- _Data to examine_:
# # # # #

use chrono::Utc;
use metrics::counter;
use rust_decimal::Decimal;
use sea_orm::{ConnectionTrait, DatabaseConnection, IntoActiveModel, Set};
use std::sync::Arc;
use tracing::{info, instrument, warn};
use uuid::Uuid;

use crate::{
    auth::Actor,
    db::DatabaseAccess,
    dto::{
        inventory::{InventoryItemRequest, InventoryItemResponse},
        stock_history::NewStockHistory,
        PaginatedResponse,
    },
    entities::{inventory_item, StockChangeReason},
    errors::ServiceError,
    repositories::{InventoryItemRepository, PageRequest, SupplierRepository},
    services::stock_history::StockHistoryService,
    validation::{
        inventory_item::{validate_base, validate_inventory_item_not_exists, validate_price},
        is_blank, InventoryItemSecurityValidator, StockHistoryValidator,
    },
};

const DEFAULT_MINIMUM_QUANTITY: i32 = 10;
const SYSTEM_USER: &str = "system";

/// Item lifecycle. Every mutation and its audit row commit or roll back together.
#[derive(Clone)]
pub struct InventoryService {
    db: Arc<DatabaseConnection>,
    access: DatabaseAccess,
}

impl InventoryService {
    pub fn new(db: Arc<DatabaseConnection>) -> Self {
        Self {
            access: DatabaseAccess::new(db.clone()),
            db,
        }
    }

    #[instrument(skip(self))]
    pub async fn list_all(&self) -> Result<Vec<InventoryItemResponse>, ServiceError> {
        let items = InventoryItemRepository::find_all(self.db.as_ref()).await?;
        Ok(items.into_iter().map(Into::into).collect())
    }

    #[instrument(skip(self))]
    pub async fn get(&self, id: &str) -> Result<InventoryItemResponse, ServiceError> {
        InventoryItemRepository::find_by_id(self.db.as_ref(), id)
            .await?
            .map(Into::into)
            .ok_or_else(item_not_found)
    }

    #[instrument(skip(self))]
    pub async fn count(&self) -> Result<u64, ServiceError> {
        Ok(InventoryItemRepository::count(self.db.as_ref()).await?)
    }

    #[instrument(skip(self))]
    pub async fn search(
        &self,
        name: &str,
        page: PageRequest,
    ) -> Result<PaginatedResponse<InventoryItemResponse>, ServiceError> {
        let (items, total) =
            InventoryItemRepository::search_by_name(self.db.as_ref(), name, page.page, page.size)
                .await?;
        Ok(PaginatedResponse::new(
            items.into_iter().map(Into::into).collect(),
            page.page,
            page.size,
            total,
        ))
    }

    #[instrument(skip(self))]
    pub async fn low_stock(
        &self,
        supplier_id: Option<&str>,
    ) -> Result<Vec<InventoryItemResponse>, ServiceError> {
        let supplier_id = supplier_id.map(str::trim).filter(|s| !s.is_empty());
        let items =
            InventoryItemRepository::find_below_minimum_stock(self.db.as_ref(), supplier_id)
                .await?;
        Ok(items.into_iter().map(Into::into).collect())
    }

    #[instrument(skip(self, request), fields(actor = %actor.username))]
    pub async fn create(
        &self,
        actor: &Actor,
        mut request: InventoryItemRequest,
    ) -> Result<InventoryItemResponse, ServiceError> {
        if is_blank(request.created_by.as_deref()) {
            request.created_by = Some(username_or_system(actor));
        }

        let created = self
            .access
            .transaction(move |txn| {
                Box::pin(async move {
                    validate_base(&request)?;
                    validate_inventory_item_not_exists(txn, &request.name, None).await?;
                    let supplier_id = request
                        .supplier_id
                        .as_deref()
                        .map(str::trim)
                        .unwrap_or_default()
                        .to_string();
                    ensure_supplier_exists(txn, &supplier_id).await?;

                    let price = request.price.unwrap_or_default();
                    let created_by = request.created_by.clone().unwrap_or_default();
                    let id = request
                        .id
                        .as_deref()
                        .map(str::trim)
                        .filter(|id| !id.is_empty())
                        .map(str::to_string)
                        .unwrap_or_else(|| Uuid::new_v4().to_string());

                    let item = inventory_item::ActiveModel {
                        id: Set(id),
                        name: Set(request.name.trim().to_string()),
                        quantity: Set(request.quantity),
                        price: Set(price),
                        supplier_id: Set(supplier_id.clone()),
                        minimum_quantity: Set(effective_minimum(request.minimum_quantity)),
                        created_by: Set(created_by.clone()),
                        created_at: Set(Utc::now()),
                    };
                    let saved = InventoryItemRepository::insert(txn, item).await?;

                    if saved.quantity > 0 {
                        StockHistoryService::record(
                            txn,
                            NewStockHistory {
                                item_id: saved.id.clone(),
                                supplier_id: Some(supplier_id),
                                change: saved.quantity,
                                reason: StockChangeReason::InitialStock,
                                price_at_change: Some(price),
                                created_by,
                            },
                        )
                        .await?;
                    }
                    Ok::<_, ServiceError>(saved)
                })
            })
            .await?;

        counter!("inventory.items.created", 1);
        info!(item_id = %created.id, name = %created.name, "inventory item created");
        Ok(created.into())
    }

    #[instrument(skip(self, request), fields(actor = %actor.username))]
    pub async fn update(
        &self,
        actor: &Actor,
        id: &str,
        mut request: InventoryItemRequest,
    ) -> Result<InventoryItemResponse, ServiceError> {
        if is_blank(request.created_by.as_deref()) {
            request.created_by = Some(username_or_system(actor));
        }
        let actor = actor.clone();
        let id = id.to_string();

        let updated = self
            .access
            .transaction(move |txn| {
                Box::pin(async move {
                    // Existence, then permission, then content.
                    let existing = InventoryItemRepository::find_by_id(txn, &id)
                        .await?
                        .ok_or_else(item_not_found)?;
                    InventoryItemSecurityValidator::validate_update_permissions(
                        Some(&actor),
                        &existing,
                        &request,
                    )?;

                    validate_base(&request)?;
                    let supplier_id = request
                        .supplier_id
                        .as_deref()
                        .map(str::trim)
                        .unwrap_or_default()
                        .to_string();
                    ensure_supplier_exists(txn, &supplier_id).await?;

                    let new_name = request.name.trim().to_string();
                    if !existing.name.eq_ignore_ascii_case(&new_name) {
                        validate_inventory_item_not_exists(txn, &new_name, Some(&id)).await?;
                    }

                    let old_quantity = existing.quantity;
                    let old_price = existing.price;
                    let new_price = request.price.unwrap_or(old_price);
                    let minimum = request
                        .minimum_quantity
                        .map(|m| effective_minimum(Some(m)))
                        .unwrap_or(existing.minimum_quantity);

                    let mut item = existing.into_active_model();
                    item.name = Set(new_name);
                    item.quantity = Set(request.quantity);
                    item.price = Set(new_price);
                    item.supplier_id = Set(supplier_id.clone());
                    item.minimum_quantity = Set(minimum);
                    let saved = InventoryItemRepository::update(txn, item).await?;

                    let audit = if saved.quantity != old_quantity {
                        Some((StockChangeReason::ManualUpdate, saved.quantity - old_quantity))
                    } else if saved.price != old_price {
                        Some((StockChangeReason::PriceChange, 0))
                    } else {
                        None
                    };
                    if let Some((reason, change)) = audit {
                        StockHistoryService::record(
                            txn,
                            NewStockHistory {
                                item_id: saved.id.clone(),
                                supplier_id: Some(supplier_id),
                                change,
                                reason,
                                price_at_change: Some(new_price),
                                created_by: username_or_system(&actor),
                            },
                        )
                        .await?;
                    }
                    Ok::<_, ServiceError>(saved)
                })
            })
            .await?;

        info!(item_id = %updated.id, "inventory item updated");
        Ok(updated.into())
    }

    /// Applies a signed quantity change guarded against going below zero.
    #[instrument(skip(self), fields(actor = %actor.username))]
    pub async fn adjust_quantity(
        &self,
        actor: &Actor,
        id: &str,
        delta: i32,
        reason: &str,
    ) -> Result<InventoryItemResponse, ServiceError> {
        let reason = StockChangeReason::parse(reason)?;
        if delta == 0 {
            return Err(ServiceError::InvalidArgument(
                "Change amount must be non-zero".to_string(),
            ));
        }
        let created_by = username_or_system(actor);
        let id = id.to_string();

        let adjusted = self
            .access
            .transaction(move |txn| {
                Box::pin(async move {
                    let mut entry = NewStockHistory {
                        item_id: id.clone(),
                        supplier_id: None,
                        change: delta,
                        reason,
                        price_at_change: None,
                        created_by,
                    };
                    StockHistoryValidator::validate(&entry)?;

                    let affected = InventoryItemRepository::apply_quantity_delta(txn, &id, delta).await?;
                    if affected == 0 {
                        return Err(
                            match InventoryItemRepository::find_by_id(txn, &id).await? {
                                None => item_not_found(),
                                Some(_) if delta > 0 => ServiceError::InvalidArgument(
                                    "Quantity out of range".to_string(),
                                ),
                                Some(_) => ServiceError::InvalidArgument(
                                    "Insufficient stock: quantity cannot go negative".to_string(),
                                ),
                            },
                        );
                    }

                    let item = InventoryItemRepository::find_by_id(txn, &id)
                        .await?
                        .ok_or_else(item_not_found)?;
                    entry.supplier_id = Some(item.supplier_id.clone());
                    entry.price_at_change = Some(item.price);
                    StockHistoryService::record(txn, entry).await?;
                    Ok::<_, ServiceError>(item)
                })
            })
            .await
            .map_err(|e| {
                if matches!(e, ServiceError::InvalidArgument(_)) {
                    warn!(delta, "quantity adjustment rejected: {}", e);
                }
                e
            })?;

        counter!("inventory.stock.adjustments", 1);
        info!(item_id = %adjusted.id, delta, quantity = adjusted.quantity, "quantity adjusted");
        Ok(adjusted.into())
    }

    #[instrument(skip(self), fields(actor = %actor.username))]
    pub async fn update_price(
        &self,
        actor: &Actor,
        id: &str,
        price: Decimal,
    ) -> Result<InventoryItemResponse, ServiceError> {
        validate_price(price)?;
        let created_by = username_or_system(actor);
        let id = id.to_string();

        let repriced = self
            .access
            .transaction(move |txn| {
                Box::pin(async move {
                    if InventoryItemRepository::update_price(txn, &id, price).await? == 0 {
                        return Err(item_not_found());
                    }
                    let item = InventoryItemRepository::find_by_id(txn, &id)
                        .await?
                        .ok_or_else(item_not_found)?;
                    StockHistoryService::record(
                        txn,
                        NewStockHistory {
                            item_id: item.id.clone(),
                            supplier_id: Some(item.supplier_id.clone()),
                            change: 0,
                            reason: StockChangeReason::PriceChange,
                            price_at_change: Some(price),
                            created_by,
                        },
                    )
                    .await?;
                    Ok::<_, ServiceError>(item)
                })
            })
            .await?;

        info!(item_id = %repriced.id, price = %repriced.price, "price changed");
        Ok(repriced.into())
    }

    /// Removes an item. Remaining stock is written off in a final audit row first.
    #[instrument(skip(self), fields(actor = %actor.username))]
    pub async fn delete(&self, actor: &Actor, id: &str, reason: &str) -> Result<(), ServiceError> {
        actor.require_admin()?;
        let reason = StockChangeReason::parse(reason)?;
        if !reason.is_deletion_reason() {
            return Err(ServiceError::InvalidRequest(
                "Invalid reason for deletion".to_string(),
            ));
        }
        let created_by = username_or_system(actor);
        let item_id = id.to_string();

        self.access
            .transaction(move |txn| {
                Box::pin(async move {
                    let item = InventoryItemRepository::find_by_id(txn, &item_id)
                        .await?
                        .ok_or_else(item_not_found)?;

                    if item.quantity > 0 {
                        StockHistoryService::record(
                            txn,
                            NewStockHistory {
                                item_id: item.id.clone(),
                                supplier_id: Some(item.supplier_id.clone()),
                                change: -item.quantity,
                                reason,
                                price_at_change: Some(item.price),
                                created_by,
                            },
                        )
                        .await?;
                    }
                    InventoryItemRepository::delete_by_id(txn, &item.id).await?;
                    Ok::<_, ServiceError>(())
                })
            })
            .await?;

        counter!("inventory.items.deleted", 1);
        info!(item_id = %id, %reason, "inventory item deleted");
        Ok(())
    }
}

# # # # #

- _Task prompt_: Across the entries, tally every line that contains the word "InventoryService" and report the sum by itself.

- _Finished task_: 2